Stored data
#####
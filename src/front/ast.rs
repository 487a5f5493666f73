//! The abstract syntax tree.
//!
//! Every node carries the [Location] of its first token so that the later
//! phases can report errors without re-reading the source.

use derive_more::Display;

use crate::common::{Id, Location};

/// A parsed source unit: the ordered list of top-level declarations.
#[derive(Debug, Clone, PartialEq)]
pub struct Program {
    pub decls: Vec<Decl>,
}

/// A type as written in the source.  Types are syntactically just
/// identifiers; resolution against the type table happens in the back end.
#[derive(Debug, Clone, Copy, PartialEq)]
pub struct TypeExpr {
    pub name: Id,
    pub location: Location,
}

/// Top-level declarations.
#[derive(Debug, Clone, PartialEq)]
pub enum Decl {
    /// A global variable with a constant initializer, e.g. `i32 a = 42;`.
    /// The grammar admits a declaration without a type; the back end
    /// rejects it.
    Variable {
        ty: Option<TypeExpr>,
        name: Id,
        initializer: Expr,
        location: Location,
    },
    /// A function definition.  An omitted return type means the function
    /// returns nothing.
    Function {
        return_ty: Option<TypeExpr>,
        name: Id,
        args: Vec<ArgDecl>,
        body: Vec<Stmt>,
        location: Location,
    },
}

/// A single `type name` entry in a function's argument list.
#[derive(Debug, Clone, PartialEq)]
pub struct ArgDecl {
    pub ty: TypeExpr,
    pub name: Id,
    pub location: Location,
}

/// Statements inside a function body.
#[derive(Debug, Clone, PartialEq)]
pub enum Stmt {
    /// `lhs = rhs;`
    Assign {
        lhs: Expr,
        rhs: Expr,
        location: Location,
    },
    /// `return;` or `return expr;`
    Return {
        value: Option<Expr>,
        location: Location,
    },
    /// A bare function call used for its effect, e.g. `_write(a);`.
    Call(Expr),
}

/// Expressions.
#[derive(Debug, Clone, PartialEq)]
pub enum Expr {
    Identifier {
        name: Id,
        location: Location,
    },
    /// A decimal integer literal.  Its type stays unresolved until some
    /// consumer supplies one.
    Integer {
        value: i64,
        location: Location,
    },
    Negation {
        inner: Box<Expr>,
        location: Location,
    },
    /// An explicit cast, `expr : type`.
    TypeCast {
        inner: Box<Expr>,
        target: TypeExpr,
        location: Location,
    },
    Binary {
        op: BinOp,
        left: Box<Expr>,
        right: Box<Expr>,
        location: Location,
    },
    Call {
        callee: Box<Expr>,
        args: Vec<Expr>,
        location: Location,
    },
}

impl Expr {
    pub fn location(&self) -> Location {
        match *self {
            Expr::Identifier { location, .. }
            | Expr::Integer { location, .. }
            | Expr::Negation { location, .. }
            | Expr::TypeCast { location, .. }
            | Expr::Binary { location, .. }
            | Expr::Call { location, .. } => location,
        }
    }
}

/// Binary operators, two precedence levels.  `*` and `/` parse and
/// constant-fold but have no instruction selection yet.
#[derive(Debug, Clone, Copy, PartialEq, Eq, Display)]
pub enum BinOp {
    #[display("+")]
    Add,
    #[display("-")]
    Sub,
    #[display("*")]
    Mul,
    #[display("/")]
    Div,
}
//! The middle-end of the compiler: constant folding.

pub mod fold;

pub use fold::fold_expr;
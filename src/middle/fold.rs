//! Constant folding.
//!
//! The only optimization the compiler performs: a pure, bottom-up rewrite
//! that collapses arithmetic over integer literals before code generation.
//! It runs once per assignment right-hand side and once per call argument.
//!
//! Arithmetic wraps in 64 bits; range enforcement belongs to the back end,
//! which knows the target type.  The one failure here is a constant
//! division by zero.

use crate::common::{ErrorKind, Result};
use crate::front::ast::{BinOp, Expr};

/// Fold an expression subtree.  Non-constant subtrees pass through
/// unchanged, so the result is the input shape with every closed integer
/// computation collapsed to a literal.  Idempotent.
pub fn fold_expr(expr: Expr) -> Result<Expr> {
    match expr {
        Expr::Negation { inner, location } => {
            let inner = fold_expr(*inner)?;
            match inner {
                Expr::Integer { value, .. } => Ok(Expr::Integer {
                    value: value.wrapping_neg(),
                    location,
                }),
                inner => Ok(Expr::Negation {
                    inner: Box::new(inner),
                    location,
                }),
            }
        }
        Expr::Binary {
            op,
            left,
            right,
            location,
        } => {
            let left = fold_expr(*left)?;
            let right = fold_expr(*right)?;
            match (&left, &right) {
                (Expr::Integer { value: a, .. }, Expr::Integer { value: b, .. }) => {
                    let value = match op {
                        BinOp::Add => a.wrapping_add(*b),
                        BinOp::Sub => a.wrapping_sub(*b),
                        BinOp::Mul => a.wrapping_mul(*b),
                        BinOp::Div => {
                            if *b == 0 {
                                return Err(ErrorKind::DivisionByZero.at(location));
                            }
                            a.wrapping_div(*b)
                        }
                    };
                    Ok(Expr::Integer { value, location })
                }
                _ => Ok(Expr::Binary {
                    op,
                    left: Box::new(left),
                    right: Box::new(right),
                    location,
                }),
            }
        }
        Expr::TypeCast {
            inner,
            target,
            location,
        } => Ok(Expr::TypeCast {
            inner: Box::new(fold_expr(*inner)?),
            target,
            location,
        }),
        // Identifiers, literals, and calls pass through; call arguments
        // are folded when the call itself is compiled.
        expr => Ok(expr),
    }
}

#[cfg(test)]
mod tests {
    use super::*;
    use crate::common::id;
    use crate::front::parse;
    use crate::front::ast::{Decl, Program};

    fn initializer(source: &str) -> Expr {
        let Program { decls } = parse(source, "test.mc").unwrap();
        match decls.into_iter().next() {
            Some(Decl::Variable { initializer, .. }) => initializer,
            other => panic!("expected a variable declaration, got {other:?}"),
        }
    }

    fn folded(source: &str) -> Expr {
        fold_expr(initializer(source)).unwrap()
    }

    #[test]
    fn folds_closed_arithmetic_to_a_literal() {
        assert!(matches!(
            folded("i32 a = 5 + 3 * 2;"),
            Expr::Integer { value: 11, .. }
        ));
        assert!(matches!(
            folded("i32 a = (10 - 4) / 3;"),
            Expr::Integer { value: 2, .. }
        ));
    }

    #[test]
    fn folds_negation() {
        assert!(matches!(
            folded("i32 a = -(2 + 3);"),
            Expr::Integer { value: -5, .. }
        ));
    }

    #[test]
    fn keeps_casts_around_folded_literals() {
        let expr = folded("u8 a = (300 - 44) : u8;");
        let Expr::TypeCast { inner, target, .. } = expr else {
            panic!("expected a cast to survive folding");
        };
        assert_eq!(target.name, id("u8"));
        assert!(matches!(*inner, Expr::Integer { value: 256, .. }));
    }

    #[test]
    fn leaves_identifiers_untouched() {
        let expr = folded("i32 a = b + 2;");
        assert!(matches!(expr, Expr::Binary { op: BinOp::Add, .. }));
    }

    #[test]
    fn division_by_zero_is_rejected() {
        let error = fold_expr(initializer("i32 a = 1 / 0;")).unwrap_err();
        assert_eq!(error.kind, ErrorKind::DivisionByZero);
    }

    #[test]
    fn wraps_modulo_two_to_the_sixty_four() {
        assert!(matches!(
            folded("i32 a = 9223372036854775807 + 1;"),
            Expr::Integer {
                value: i64::MIN,
                ..
            }
        ));
    }

    #[test]
    fn folding_is_idempotent() {
        for source in ["i32 a = 5 + 3 * 2;", "i32 a = b + 2 * 3;", "i32 a = -f(1);"] {
            let once = fold_expr(initializer(source)).unwrap();
            let twice = fold_expr(once.clone()).unwrap();
            assert_eq!(once, twice, "folding {source} twice changed the tree");
        }
    }
}
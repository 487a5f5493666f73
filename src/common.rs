//! Common definitions that are shared between different parts of the compiler.

use derive_more::Display;

// Use sorted sets and maps for consistent output
pub use std::collections::{BTreeMap as Map, BTreeSet as Set};

/// Identifiers and assembly symbols.
pub type Id = internment::Intern<String>;

/// Intern a string as an [Id].
pub fn id(name: &str) -> Id {
    Id::from_ref(name)
}

/// The result type used throughout the compiler.
pub type Result<T, E = CompileError> = std::result::Result<T, E>;

/// A position in the source text.  Line and column are 0-based; rendering
/// adds 1 to both for display.
#[derive(Clone, Copy, PartialEq, Eq, Debug, Display)]
#[display("{}:{}:{}", file, line + 1, column + 1)]
pub struct Location {
    /// The logical name of the source unit, used only for diagnostics.
    pub file: Id,
    pub line: usize,
    pub column: usize,
}

impl Location {
    pub fn new(file: Id, line: usize, column: usize) -> Self {
        Location { file, line, column }
    }
}

/// Everything that can go wrong during a compilation.
///
/// The first error aborts the compilation and is reported to the caller;
/// there is no recovery and no error collection.
#[derive(Clone, PartialEq, Eq, Debug, Display)]
#[display("{location}: {kind}")]
pub struct CompileError {
    pub location: Location,
    pub kind: ErrorKind,
}

impl std::error::Error for CompileError {}

/// The error taxonomy.  Each variant carries whatever context its message
/// needs; the location lives on [CompileError].
#[derive(Clone, PartialEq, Eq, Debug, Display)]
pub enum ErrorKind {
    #[display("unexpected character {_0:?}")]
    UnexpectedCharacter(char),
    #[display("unexpected token `{found}`, expected {expected}")]
    UnexpectedToken { found: String, expected: String },
    #[display("unexpected construct, expected {_0}")]
    UnexpectedSyntaxNode(String),
    #[display("unknown identifier `{_0}`")]
    UnknownIdentifier(Id),
    #[display("invalid type cast: {_0}")]
    InvalidTypeCast(String),
    #[display("cannot negate a value of an unsigned type")]
    UnsignedType,
    #[display("expression cannot be assigned to")]
    NotLValue,
    #[display("called value is not a function")]
    NotCallableType,
    #[display("function `{_0}` does not return a value")]
    NoReturnValue(Id),
    #[display("return value does not match the function's return type")]
    MismatchingReturn,
    #[display("division by zero")]
    DivisionByZero,
    #[display("duplicate symbol `{_0}`")]
    DuplicateSymbol(Id),
    #[display("ran out of free registers")]
    OutOfRegisters,
    #[display("not implemented: {_0}")]
    NotImplemented(String),
}

impl ErrorKind {
    /// Attach a source location, producing the final error.
    pub fn at(self, location: Location) -> CompileError {
        CompileError {
            location,
            kind: self,
        }
    }
}
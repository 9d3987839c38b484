use chunkstash_api::state::AppState;
use chunkstash_api::{setup, telemetry};
use std::sync::Arc;

#[tokio::main]
async fn main() -> Result<(), anyhow::Error> {
    dotenvy::dotenv().ok();
    telemetry::init_tracing();

    // Provider credentials are deliberately not validated here: they are read
    // per request, and their absence is a 503 at upload time.
    let state = Arc::new(AppState::new()?);
    let app = setup::routes::build_router(state);

    setup::server::start_server(app).await?;

    Ok(())
}
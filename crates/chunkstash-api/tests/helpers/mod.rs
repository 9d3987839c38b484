//! Test helpers: build the router with a real or redirected chunk store.

#![allow(dead_code)]

use axum_test::multipart::{MultipartForm, Part};
use axum_test::TestServer;
use chunkstash_api::setup::routes::build_router;
use chunkstash_api::state::AppState;
use chunkstash_storage::ChunkStore;
use std::sync::Arc;

pub fn test_server() -> TestServer {
    let state = Arc::new(AppState::new().expect("state"));
    TestServer::new(build_router(state)).expect("test server")
}

/// Server whose provider adapters point at fake API bases.
pub fn test_server_with_store(store: ChunkStore) -> TestServer {
    let state = Arc::new(AppState::with_store(store));
    TestServer::new(build_router(state)).expect("test server")
}

/// Base64 of a fixed 32-byte key.
pub fn test_key_base64() -> String {
    use base64::{engine::general_purpose, Engine as _};
    general_purpose::STANDARD.encode(b"01234567890123456789012345678901")
}

/// Base64 of key material with the wrong length (16 bytes).
pub fn short_key_base64() -> String {
    use base64::{engine::general_purpose, Engine as _};
    general_purpose::STANDARD.encode([0u8; 16])
}

/// A complete chunk upload form.
pub fn chunk_form(key_base64: &str, payload: &[u8]) -> MultipartForm {
    MultipartForm::new()
        .add_text("keyBase64", key_base64)
        .add_text("fileName", "report.pdf")
        .add_text("chunkIndex", "0")
        .add_part(
            "chunkData",
            Part::bytes(bytes::Bytes::from(payload.to_vec())).file_name("report.pdf"),
        )
}
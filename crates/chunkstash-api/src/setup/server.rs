//! Server startup and graceful shutdown

use anyhow::Result;
use axum::Router;
use chunkstash_core::Provider;

/// Start the server with graceful shutdown
pub async fn start_server(app: Router) -> Result<()> {
    let port = std::env::var("PORT")
        .ok()
        .and_then(|p| p.parse::<u16>().ok())
        .unwrap_or(3000);
    let addr = format!("0.0.0.0:{}", port);
    tracing::info!(addr = %addr, "Starting server");

    let listener = tokio::net::TcpListener::bind(&addr).await?;

    let max_discord_chunk_mb = Provider::Discord.max_chunk_bytes() / 1024 / 1024;
    let max_telegram_chunk_mb = Provider::Telegram.max_chunk_bytes() / 1024 / 1024;
    tracing::info!(
        max_discord_chunk_mb,
        max_telegram_chunk_mb,
        "Server ready and accepting connections"
    );

    axum::serve(listener, app)
        .with_graceful_shutdown(shutdown_signal())
        .await?;

    Ok(())
}

/// Signal handler for graceful shutdown
///
/// Listens for Ctrl+C (SIGINT) and SIGTERM signals to initiate graceful shutdown.
///
/// # Panics
/// - Panics if Ctrl+C signal handler cannot be installed (unrecoverable system error)
/// - On Unix systems, panics if SIGTERM signal handler cannot be installed (unrecoverable system error)
async fn shutdown_signal() {
    let ctrl_c = async {
        tokio::signal::ctrl_c()
            .await
            .expect("Failed to install Ctrl+C handler");
    };

    #[cfg(unix)]
    let terminate = async {
        tokio::signal::unix::signal(tokio::signal::unix::SignalKind::terminate())
            .expect("Failed to install signal handler")
            .recv()
            .await;
    };

    #[cfg(not(unix))]
    let terminate = std::future::pending::<()>();

    tokio::select! {
        _ = ctrl_c => {
            tracing::info!("Received Ctrl+C signal");
        },
        _ = terminate => {
            tracing::info!("Received terminate signal");
        },
    }

    tracing::info!("Shutting down gracefully...");
}
//! Telegram uploader and locator resolution.
//!
//! A chunk is sent as a document; the locator is the document's `file_id`,
//! which is not fetchable until resolved through `getFile`. Telegram wraps
//! every payload in an `ok`/`result` envelope, and HTTP 200 alone does not
//! mean success.

use crate::error::{StorageError, StorageResult};
use crate::filename::sanitize_file_name;
use chunkstash_core::{Provider, TelegramConfig};
use reqwest::multipart::{Form, Part};
use serde::Deserialize;
use std::time::Duration;

/// `getFile` shares the download proxy's bound so no outbound call is
/// unbounded.
const METADATA_TIMEOUT: Duration = Duration::from_secs(60);

#[derive(Debug, Deserialize)]
pub(crate) struct ApiResponse<T> {
    pub(crate) ok: bool,
    pub(crate) description: Option<String>,
    pub(crate) result: Option<T>,
}

#[derive(Debug, Deserialize)]
pub(crate) struct Message {
    pub(crate) document: Option<Document>,
}

#[derive(Debug, Deserialize)]
pub(crate) struct Document {
    pub(crate) file_id: Option<String>,
}

#[derive(Debug, Deserialize)]
pub(crate) struct FileInfo {
    pub(crate) file_path: Option<String>,
}

/// Unwrap the `ok`/`result` envelope, surfacing `description` on rejection.
pub(crate) fn unwrap_ok<T>(response: ApiResponse<T>) -> StorageResult<T> {
    if !response.ok {
        return Err(StorageError::Rejected(
            response
                .description
                .unwrap_or_else(|| "Unknown error".to_string()),
        ));
    }
    response
        .result
        .ok_or(StorageError::MissingField("No result in Telegram response"))
}

pub(crate) fn document_file_id(message: Message) -> StorageResult<String> {
    message
        .document
        .and_then(|document| document.file_id)
        .ok_or(StorageError::MissingField("No file_id in Telegram response"))
}

/// Map a non-200 status to its cause; 401/403/429 get specific messages.
pub(crate) fn map_status(status: u16, body: String) -> StorageError {
    match status {
        401 => StorageError::CredentialRejected,
        403 => StorageError::PermissionDenied,
        429 => StorageError::RateLimited,
        _ => StorageError::Upstream {
            provider: Provider::Telegram,
            status,
            body,
        },
    }
}

pub(crate) async fn upload(
    http: &reqwest::Client,
    api_base: &str,
    config: &TelegramConfig,
    file_name: &str,
    data: Vec<u8>,
) -> StorageResult<String> {
    let size = data.len();
    let url = format!("{}/bot{}/sendDocument", api_base, config.bot_token);

    let part = Part::bytes(data).file_name(format!("{}.bin", sanitize_file_name(file_name)));
    let form = Form::new()
        .text("chat_id", config.chat_id.clone())
        .part("document", part);

    let response = http
        .post(&url)
        .multipart(form)
        .timeout(Provider::Telegram.upload_timeout())
        .send()
        .await?;

    let status = response.status().as_u16();
    let body = response.text().await?;
    tracing::debug!(status, size, body = %body, "Telegram upload response");

    if status != 200 {
        return Err(map_status(status, body));
    }

    let api_response: ApiResponse<Message> =
        serde_json::from_str(&body).map_err(|e| StorageError::Decode {
            provider: Provider::Telegram,
            detail: e.to_string(),
        })?;

    document_file_id(unwrap_ok(api_response)?)
}

/// Resolve a `file_id` locator into a fetchable URL via `getFile`.
///
/// The returned URL embeds the bot token; callers must not log it.
pub(crate) async fn file_url(
    http: &reqwest::Client,
    api_base: &str,
    bot_token: &str,
    file_id: &str,
) -> StorageResult<String> {
    let url = format!("{}/bot{}/getFile", api_base, bot_token);

    let response = http
        .get(&url)
        .query(&[("file_id", file_id)])
        .timeout(METADATA_TIMEOUT)
        .send()
        .await?;

    let api_response: ApiResponse<FileInfo> =
        response.json().await.map_err(|e| StorageError::Decode {
            provider: Provider::Telegram,
            detail: e.to_string(),
        })?;

    let info = unwrap_ok(api_response)?;
    let file_path = info
        .file_path
        .ok_or(StorageError::MissingField("No file_path in Telegram response"))?;

    tracing::debug!(file_path = %file_path, "Resolved Telegram locator");
    Ok(format!("{}/file/bot{}/{}", api_base, bot_token, file_path))
}
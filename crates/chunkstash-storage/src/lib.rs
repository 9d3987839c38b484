//! chunkstash storage: chat-service provider adapters.
//!
//! Discord stores a chunk as a channel-message attachment (locator = the
//! attachment URL); Telegram stores it as a document (locator = `file_id`,
//! resolved through `getFile` before it is fetchable). That asymmetry is part
//! of the contract: callers track which provider produced a locator.

mod client;
mod discord;
mod download;
mod error;
mod filename;
mod telegram;

// Re-export commonly used types
pub use client::{ChunkStore, UploadTarget};
pub use error::{StorageError, StorageResult};
pub use filename::sanitize_file_name;
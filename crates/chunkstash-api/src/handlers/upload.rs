//! Chunk upload handlers: encrypt-then-forward.
//!
//! Order matters and mirrors the wire contract: credentials are checked
//! before the form is parsed (503 beats 400), and the key is validated before
//! any cipher construction or network call.

use crate::error::HttpAppError;
use crate::state::AppState;
use axum::extract::{Multipart, State};
use axum::http::StatusCode;
use axum::response::IntoResponse;
use axum::Json;
use chunkstash_core::{AppError, ChunkCipher, DiscordConfig, Provider, TelegramConfig};
use chunkstash_storage::UploadTarget;
use serde::Serialize;
use std::sync::Arc;

#[derive(Debug, Serialize, utoipa::ToSchema)]
pub struct UploadResponse {
    /// Discord: a directly fetchable attachment URL. Telegram: an opaque
    /// `file_id` the download endpoint resolves. Callers must remember which
    /// provider produced it.
    pub link: String,
}

struct ChunkForm {
    key_base64: String,
    file_name: String,
    chunk_index: Option<String>,
    data: Vec<u8>,
}

/// Pull the chunk fields out of the multipart body. Unknown fields are
/// ignored; missing required ones map to terse client errors.
async fn read_chunk_form(
    mut multipart: Multipart,
    max_chunk_bytes: usize,
) -> Result<ChunkForm, AppError> {
    let mut key_base64: Option<String> = None;
    let mut file_name: Option<String> = None;
    let mut chunk_index: Option<String> = None;
    let mut data: Option<Vec<u8>> = None;

    while let Some(field) = multipart
        .next_field()
        .await
        .map_err(|e| AppError::InvalidInput(format!("Parse form failed: {}", e)))?
    {
        let name = field.name().map(|s| s.to_string()).unwrap_or_default();
        match name.as_str() {
            "keyBase64" => {
                key_base64 = Some(field.text().await.map_err(|e| {
                    AppError::InvalidInput(format!("Parse form failed: {}", e))
                })?);
            }
            "fileName" => {
                file_name = Some(field.text().await.map_err(|e| {
                    AppError::InvalidInput(format!("Parse form failed: {}", e))
                })?);
            }
            "chunkIndex" => {
                chunk_index = Some(field.text().await.map_err(|e| {
                    AppError::InvalidInput(format!("Parse form failed: {}", e))
                })?);
            }
            "chunkData" => {
                let bytes = field.bytes().await.map_err(|e| {
                    AppError::InvalidInput(format!("Parse form failed: {}", e))
                })?;
                data = Some(bytes.to_vec());
            }
            _ => {}
        }
    }

    let key_base64 = key_base64.filter(|v| !v.is_empty());
    let file_name = file_name.filter(|v| !v.is_empty());
    let (key_base64, file_name) = match (key_base64, file_name) {
        (Some(key), Some(name)) => (key, name),
        _ => {
            return Err(AppError::InvalidInput(
                "Missing required fields".to_string(),
            ))
        }
    };

    let data = data.ok_or_else(|| AppError::InvalidInput("No file provided".to_string()))?;
    if data.len() > max_chunk_bytes {
        return Err(AppError::InvalidInput(format!(
            "Chunk exceeds {} MB limit",
            max_chunk_bytes >> 20
        )));
    }

    Ok(ChunkForm {
        key_base64,
        file_name,
        chunk_index,
        data,
    })
}

async fn handle_upload(
    state: &AppState,
    target: UploadTarget,
    multipart: Multipart,
) -> Result<Json<UploadResponse>, HttpAppError> {
    let provider = target.provider();

    let form = read_chunk_form(multipart, provider.max_chunk_bytes()).await?;
    tracing::debug!(
        provider = %provider,
        file_name = %form.file_name,
        chunk_index = form.chunk_index.as_deref().unwrap_or(""),
        size = form.data.len(),
        "Chunk form parsed"
    );

    // Key validation happens here, before any cipher init or network call.
    let cipher = ChunkCipher::from_key_base64(&form.key_base64)?;
    let envelope = cipher.seal(&form.data)?;
    tracing::debug!(provider = %provider, encrypted_len = envelope.len(), "Chunk encrypted");

    let link = state
        .store
        .upload_chunk(&target, &form.file_name, envelope)
        .await
        .map_err(|e| HttpAppError::upload(provider, e))?;

    tracing::info!(provider = %provider, "Chunk uploaded");
    Ok(Json(UploadResponse { link }))
}

#[utoipa::path(
    post,
    path = "/api/discord",
    tag = "upload",
    responses(
        (status = 200, description = "Chunk encrypted and stored as a Discord attachment", body = UploadResponse),
        (status = 400, description = "Missing fields, invalid key, or unparsable form"),
        (status = 503, description = "Discord credentials not configured"),
        (status = 500, description = "Provider or network failure")
    )
)]
pub async fn discord_upload(
    State(state): State<Arc<AppState>>,
    multipart: Multipart,
) -> Result<Json<UploadResponse>, HttpAppError> {
    tracing::info!("Discord upload handler started");

    let config = DiscordConfig::from_env()
        .ok_or_else(|| AppError::NotConfigured("Discord not configured".to_string()))?;

    handle_upload(&state, UploadTarget::Discord(config), multipart).await
}

#[utoipa::path(
    post,
    path = "/api/telegram",
    tag = "upload",
    responses(
        (status = 200, description = "Chunk encrypted and stored as a Telegram document", body = UploadResponse),
        (status = 400, description = "Missing fields, invalid key, or unparsable form"),
        (status = 503, description = "Telegram credentials not configured"),
        (status = 500, description = "Provider or network failure (401/403/429 causes named)")
    )
)]
pub async fn telegram_upload(
    State(state): State<Arc<AppState>>,
    multipart: Multipart,
) -> Result<Json<UploadResponse>, HttpAppError> {
    tracing::info!("Telegram upload handler started");

    let config = TelegramConfig::from_env().ok_or_else(|| {
        AppError::NotConfigured(
            "Telegram not configured - missing environment variables".to_string(),
        )
    })?;

    handle_upload(&state, UploadTarget::Telegram(config), multipart).await
}

#[utoipa::path(
    post,
    path = "/api/upload",
    tag = "upload",
    responses(
        (status = 400, description = "Always: callers must pick a provider endpoint")
    )
)]
pub async fn generic_upload() -> impl IntoResponse {
    tracing::debug!("Generic upload endpoint hit");
    (
        StatusCode::BAD_REQUEST,
        "Use /api/discord or /api/telegram endpoints",
    )
}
#####
Note every line of the entries in which "column" appears, and copy it down.

__Response below__
/// A position in the source text.  Line and column are 0-based; rendering
#[display("{}:{}:{}", file, line + 1, column + 1)]
    pub column: usize,
    pub fn new(file: Id, line: usize, column: usize) -> Self {
        Location { file, line, column }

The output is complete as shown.